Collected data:
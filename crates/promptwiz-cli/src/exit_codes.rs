//! Exit codes for the `promptwiz` binary.
//! These codes are part of the public contract; scripts may branch on them.

pub const SUCCESS: i32 = 0;
pub const SERVICE_ERROR: i32 = 1; // Service reported errors or a non-2xx status
pub const CONFIG_ERROR: i32 = 2; // Bad arguments, query file or API version
pub const TRANSPORT_ERROR: i32 = 3; // Connection failure or timeout
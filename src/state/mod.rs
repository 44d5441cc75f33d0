/// State management module
///
/// This module handles all application state:
/// - The favicon session: save-location toggle, running export,
///   progress, status text and preview paths (session.rs)

pub mod session;
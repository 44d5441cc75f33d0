use std::path::Path;

/// One generated icon: its pixel size and the file stem it is saved under
#[derive(Debug, Clone, Copy, PartialEq, Eq)]
pub struct SizeSpec {
    pub width: u32,
    pub height: u32,
    /// File stem; the source extension is appended to it
    pub name_template: &'static str,
}

impl SizeSpec {
    const fn square(side: u32, name_template: &'static str) -> Self {
        Self {
            width: side,
            height: side,
            name_template,
        }
    }

    /// Output file name for a source with the given extension (".png", ".JPG", ...)
    pub fn file_name(&self, extension: &str) -> String {
        format!("{}{}", self.name_template, extension)
    }
}

/// Every icon written per export, in output order.
/// Maskable variants share the pixels of their plain counterpart.
pub const SIZES: [SizeSpec; 4] = [
    SizeSpec::square(512, "Icon-512"),
    SizeSpec::square(512, "Icon-maskable-512"),
    SizeSpec::square(192, "Icon-192"),
    SizeSpec::square(192, "Icon-maskable-192"),
];

/// Source extensions offered by the file dialog and accepted on drop
pub const ACCEPTED_EXTENSIONS: [&str; 5] = ["png", "jpg", "jpeg", "bmp", "gif"];

/// Check if a path has one of the accepted image extensions (case-insensitive)
pub fn is_accepted(path: &Path) -> bool {
    if let Some(extension) = path.extension() {
        let ext = extension.to_string_lossy().to_lowercase();
        ACCEPTED_EXTENSIONS.contains(&ext.as_str())
    } else {
        false
    }
}

#[cfg(test)]
mod tests {
    use super::*;

    #[test]
    fn test_sizes_are_square() {
        for spec in SIZES {
            assert_eq!(spec.width, spec.height, "{} is not square", spec.name_template);
        }
    }

    #[test]
    fn test_size_order() {
        let names: Vec<&str> = SIZES.iter().map(|s| s.name_template).collect();
        assert_eq!(
            names,
            ["Icon-512", "Icon-maskable-512", "Icon-192", "Icon-maskable-192"]
        );
        let sides: Vec<u32> = SIZES.iter().map(|s| s.width).collect();
        assert_eq!(sides, [512, 512, 192, 192]);
    }

    #[test]
    fn test_file_name_keeps_extension_case() {
        assert_eq!(SIZES[0].file_name(".png"), "Icon-512.png");
        assert_eq!(SIZES[3].file_name(".JPG"), "Icon-maskable-192.JPG");
    }

    #[test]
    fn test_is_accepted() {
        assert!(is_accepted(Path::new("/tmp/logo.png")));
        assert!(is_accepted(Path::new("photo.JPEG")));
        assert!(is_accepted(Path::new("anim.gif")));
        assert!(is_accepted(Path::new("old.Bmp")));
        assert!(!is_accepted(Path::new("notes.txt")));
        assert!(!is_accepted(Path::new("image.webp")));
        assert!(!is_accepted(Path::new("no_extension")));
        assert!(!is_accepted(Path::new("/tmp/.png")));
    }
}
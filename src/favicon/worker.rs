/// Background export runner
///
/// Image resampling is CPU-bound, so the pipeline runs on tokio's blocking
/// pool. Progress from the pipeline's callback is forwarded over a channel and
/// surfaces as a stream of [`ExportEvent`]s the UI can subscribe to.
use iced::futures::{SinkExt, Stream};
use std::path::PathBuf;
use std::sync::Arc;
use tokio::sync::mpsc;
use tokio::task;

use super::export::{ExportError, ExportRequest, Progress};

/// Events emitted while one export runs
#[derive(Debug, Clone)]
pub enum ExportEvent {
    /// A resize step finished
    Progressed(Progress),
    /// The export ended; always the last event
    Finished(Result<Vec<PathBuf>, Arc<ExportError>>),
}

/// Run `request` on the blocking pool and stream its progress and outcome
pub fn export_stream(request: ExportRequest) -> impl Stream<Item = ExportEvent> {
    iced::stream::channel(8, move |mut output| async move {
        let (progress_tx, mut progress_rx) = mpsc::unbounded_channel();

        let job = task::spawn_blocking(move || {
            request.run(|progress| {
                // Receiver only goes away if the UI dropped the stream
                let _ = progress_tx.send(progress);
            })
        });

        // Ends once the blocking job drops its sender
        while let Some(progress) = progress_rx.recv().await {
            // Receiver only goes away if the UI dropped the stream
            let _ = output.send(ExportEvent::Progressed(progress)).await;
        }

        let outcome = match job.await {
            Ok(result) => result.map_err(Arc::new),
            Err(join_error) => std::panic::resume_unwind(join_error.into_panic()),
        };

        // Same here: nobody left to tell
        let _ = output.send(ExportEvent::Finished(outcome)).await;
    })
}
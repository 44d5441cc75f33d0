/// Light theme with the green accent used for buttons and the progress bar
use iced::theme::Palette;
use iced::{Color, Theme};

pub fn favicon_theme() -> Theme {
    Theme::custom(
        "Favicon Generator".to_string(),
        Palette {
            background: Color::from_rgb8(0xF0, 0xF0, 0xF0),
            text: Color::from_rgb8(0x33, 0x33, 0x33),
            primary: Color::from_rgb8(0x4C, 0xAF, 0x50),
            ..Palette::LIGHT
        },
    )
}
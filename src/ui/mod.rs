/// UI widgets
///
/// - Main preview of the source image and the generated-icon strip (preview.rs)
/// - Green-accented light theme (theme.rs)

pub mod preview;
pub mod theme;
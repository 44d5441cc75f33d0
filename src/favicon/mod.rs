/// Favicon export module
///
/// This module handles:
/// - The fixed table of icon sizes and file names
/// - Resolving where generated icons are written
/// - Decoding the source once and writing every resized copy
/// - Running an export off the UI thread while reporting progress

pub mod sizes;
pub mod export;
pub mod worker;
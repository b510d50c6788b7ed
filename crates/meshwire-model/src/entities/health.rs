use crate::kind::{parse_wire_enum_tolerant, wire_kind};
use chrono::{DateTime, SecondsFormat, Utc};
use meshwire_core::{
    error::WireError,
    guard,
    wire::{WireBuilder, WireObject},
};
use serde_json::Value;

wire_kind! {
    /// Aggregated health verdict. The wire contract legitimately reports
    /// `"Invalid"` for entities the health store has not evaluated yet, so
    /// this set decodes tolerantly.
    pub enum HealthState {
        Ok => "Ok",
        Warning => "Warning",
        Error => "Error",
        Unknown => "Unknown",
    }
}

impl HealthState {
    pub(crate) fn decode_field(
        obj: &WireObject<'_>,
        field: &'static str,
    ) -> Result<Self, WireError> {
        parse_wire_enum_tolerant(obj.require_str(field)?, field)
    }
}

///
/// HealthEvent
///
/// One health report raised against an entity by a watchdog source.
/// Sequence numbers are string-encoded int64 on the wire; timestamps are
/// RFC 3339 UTC.
///

#[derive(Clone, Debug, Eq, PartialEq)]
pub struct HealthEvent {
    source_id: String,
    property: String,
    health_state: HealthState,
    description: Option<String>,
    sequence_number: i64,
    source_utc_timestamp: DateTime<Utc>,
    last_modified_utc_timestamp: Option<DateTime<Utc>>,
    is_expired: bool,
}

impl HealthEvent {
    #[expect(clippy::too_many_arguments)]
    pub fn new(
        source_id: String,
        property: String,
        health_state: HealthState,
        description: Option<String>,
        sequence_number: i64,
        source_utc_timestamp: DateTime<Utc>,
        last_modified_utc_timestamp: Option<DateTime<Utc>>,
        is_expired: bool,
    ) -> Result<Self, WireError> {
        Ok(Self {
            source_id: guard::require_nonempty(source_id, "SourceId")?,
            property: guard::require_nonempty(property, "Property")?,
            health_state,
            description,
            sequence_number,
            source_utc_timestamp,
            last_modified_utc_timestamp,
            is_expired,
        })
    }

    #[must_use]
    pub fn source_id(&self) -> &str {
        &self.source_id
    }

    #[must_use]
    pub fn property(&self) -> &str {
        &self.property
    }

    #[must_use]
    pub const fn health_state(&self) -> HealthState {
        self.health_state
    }

    #[must_use]
    pub fn description(&self) -> Option<&str> {
        self.description.as_deref()
    }

    #[must_use]
    pub const fn sequence_number(&self) -> i64 {
        self.sequence_number
    }

    #[must_use]
    pub const fn source_utc_timestamp(&self) -> DateTime<Utc> {
        self.source_utc_timestamp
    }

    #[must_use]
    pub const fn last_modified_utc_timestamp(&self) -> Option<DateTime<Utc>> {
        self.last_modified_utc_timestamp
    }

    #[must_use]
    pub const fn is_expired(&self) -> bool {
        self.is_expired
    }

    pub fn decode(obj: &WireObject<'_>) -> Result<Self, WireError> {
        Self::new(
            obj.require_string("SourceId")?,
            obj.require_string("Property")?,
            HealthState::decode_field(obj, "HealthState")?,
            obj.string_field("Description")?,
            obj.require_i64_text("SequenceNumber")?,
            decode_timestamp(obj, "SourceUtcTimestamp")?
                .ok_or(WireError::MissingRequiredField {
                    field: "SourceUtcTimestamp",
                })?,
            decode_timestamp(obj, "LastModifiedUtcTimestamp")?,
            obj.bool_field("IsExpired")?.unwrap_or(false),
        )
    }

    #[must_use]
    pub fn to_wire(&self) -> Value {
        WireBuilder::new()
            .push("SourceId", self.source_id())
            .push("Property", self.property())
            .push("HealthState", self.health_state.to_string())
            .push_opt("Description", self.description())
            .push("SequenceNumber", self.sequence_number.to_string())
            .push(
                "SourceUtcTimestamp",
                encode_timestamp(self.source_utc_timestamp),
            )
            .push_opt(
                "LastModifiedUtcTimestamp",
                self.last_modified_utc_timestamp.map(encode_timestamp),
            )
            .push("IsExpired", self.is_expired)
            .into_value()
    }
}

pub(crate) fn decode_timestamp(
    obj: &WireObject<'_>,
    field: &'static str,
) -> Result<Option<DateTime<Utc>>, WireError> {
    match obj.str_field(field)? {
        None => Ok(None),
        Some(raw) => DateTime::parse_from_rfc3339(raw)
            .map(|dt| Some(dt.with_timezone(&Utc)))
            .map_err(|_| {
                WireError::invalid_format(field, format!("'{raw}' is not an RFC 3339 timestamp"))
            }),
    }
}

pub(crate) fn encode_timestamp(value: DateTime<Utc>) -> String {
    value.to_rfc3339_opts(SecondsFormat::Micros, true)
}

///
/// TESTS
///

#[cfg(test)]
mod tests {
    use super::*;
    use serde_json::json;

    fn event_value() -> Value {
        json!({
            "SourceId": "System.FM",
            "Property": "State",
            "HealthState": "Warning",
            "Description": "replica count below target",
            "SequenceNumber": "130",
            "SourceUtcTimestamp": "2024-03-01T08:30:00.000000Z",
            "IsExpired": false,
        })
    }

    #[test]
    fn events_decode_and_round_trip() {
        let value = event_value();
        let event = HealthEvent::decode(&WireObject::from_value(&value).unwrap()).unwrap();
        assert_eq!(event.health_state(), HealthState::Warning);
        assert_eq!(event.sequence_number(), 130);
        assert_eq!(event.last_modified_utc_timestamp(), None);

        let encoded = event.to_wire();
        let again = HealthEvent::decode(&WireObject::from_value(&encoded).unwrap()).unwrap();
        assert_eq!(again, event);
    }

    #[test]
    fn sequence_numbers_are_string_encoded() {
        let mut value = event_value();
        value["SequenceNumber"] = json!(130);
        let err = HealthEvent::decode(&WireObject::from_value(&value).unwrap()).unwrap_err();
        assert_eq!(
            err,
            WireError::invalid_format("SequenceNumber", "expected string, found number")
        );
    }

    #[test]
    fn invalid_health_state_is_tolerated() {
        let mut value = event_value();
        value["HealthState"] = json!("Invalid");
        let event = HealthEvent::decode(&WireObject::from_value(&value).unwrap()).unwrap();
        assert_eq!(event.health_state(), HealthState::Invalid);
    }

    #[test]
    fn unknown_health_state_spelling_still_fails() {
        let mut value = event_value();
        value["HealthState"] = json!("Okay");
        let err = HealthEvent::decode(&WireObject::from_value(&value).unwrap()).unwrap_err();
        assert_eq!(err, WireError::unknown_variant("HealthState", "Okay"));
    }

    #[test]
    fn malformed_timestamps_name_the_field() {
        let mut value = event_value();
        value["SourceUtcTimestamp"] = json!("yesterday");
        let err = HealthEvent::decode(&WireObject::from_value(&value).unwrap()).unwrap_err();
        assert_eq!(
            err,
            WireError::invalid_format(
                "SourceUtcTimestamp",
                "'yesterday' is not an RFC 3339 timestamp"
            )
        );
    }
}
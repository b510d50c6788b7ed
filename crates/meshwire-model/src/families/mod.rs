//! Polymorphic families: one tagged union per wire "Kind" hierarchy, each
//! variant an immutable record with a guarded constructor, registered into
//! the family's variant registry.

mod backup_schedule;
mod backup_storage;
mod diagnostics;
mod partition_scheme;
mod property_value;
mod scaling;

pub use backup_schedule::{
    BackupSchedule, BackupScheduleKind, FrequencyBasedBackupSchedule, ScheduleDay,
    ScheduleFrequency, TimeBasedBackupSchedule,
};
pub use backup_storage::{
    AzureBlobStore, BackupStorage, BackupStorageKind, DsmsAzureBlobStore, FileShare,
};
pub use diagnostics::{AzureInternalMonitoringPipeline, DiagnosticsSink, DiagnosticsSinkKind};
pub use partition_scheme::{
    NamedPartitionScheme, PartitionScheme, PartitionSchemeKind, UniformInt64RangePartitionScheme,
};
pub use property_value::{PropertyValue, PropertyValueKind};
pub use scaling::{
    AddRemoveIncrementalNamedPartitionScalingMechanism, AveragePartitionLoadTrigger,
    AverageServiceLoadTrigger, PartitionInstanceCountScaleMechanism, ScalingMechanism,
    ScalingMechanismKind, ScalingTrigger, ScalingTriggerKind,
};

WHAT IS NEEDED:
In the records above, the line with "let (progress_tx, mut" marks the start and the line with "while let Some(progress)" marks the end; copy that stretch exactly, both lines included, and nothing else.

EXPECTED OUTPUT:
        let (progress_tx, mut progress_rx) = mpsc::unbounded_channel();

        let job = task::spawn_blocking(move || {
            request.run(|progress| {
                // Receiver only goes away if the UI dropped the stream
                let _ = progress_tx.send(progress);
            })
        });

        // Ends once the blocking job drops its sender
        while let Some(progress) = progress_rx.recv().await {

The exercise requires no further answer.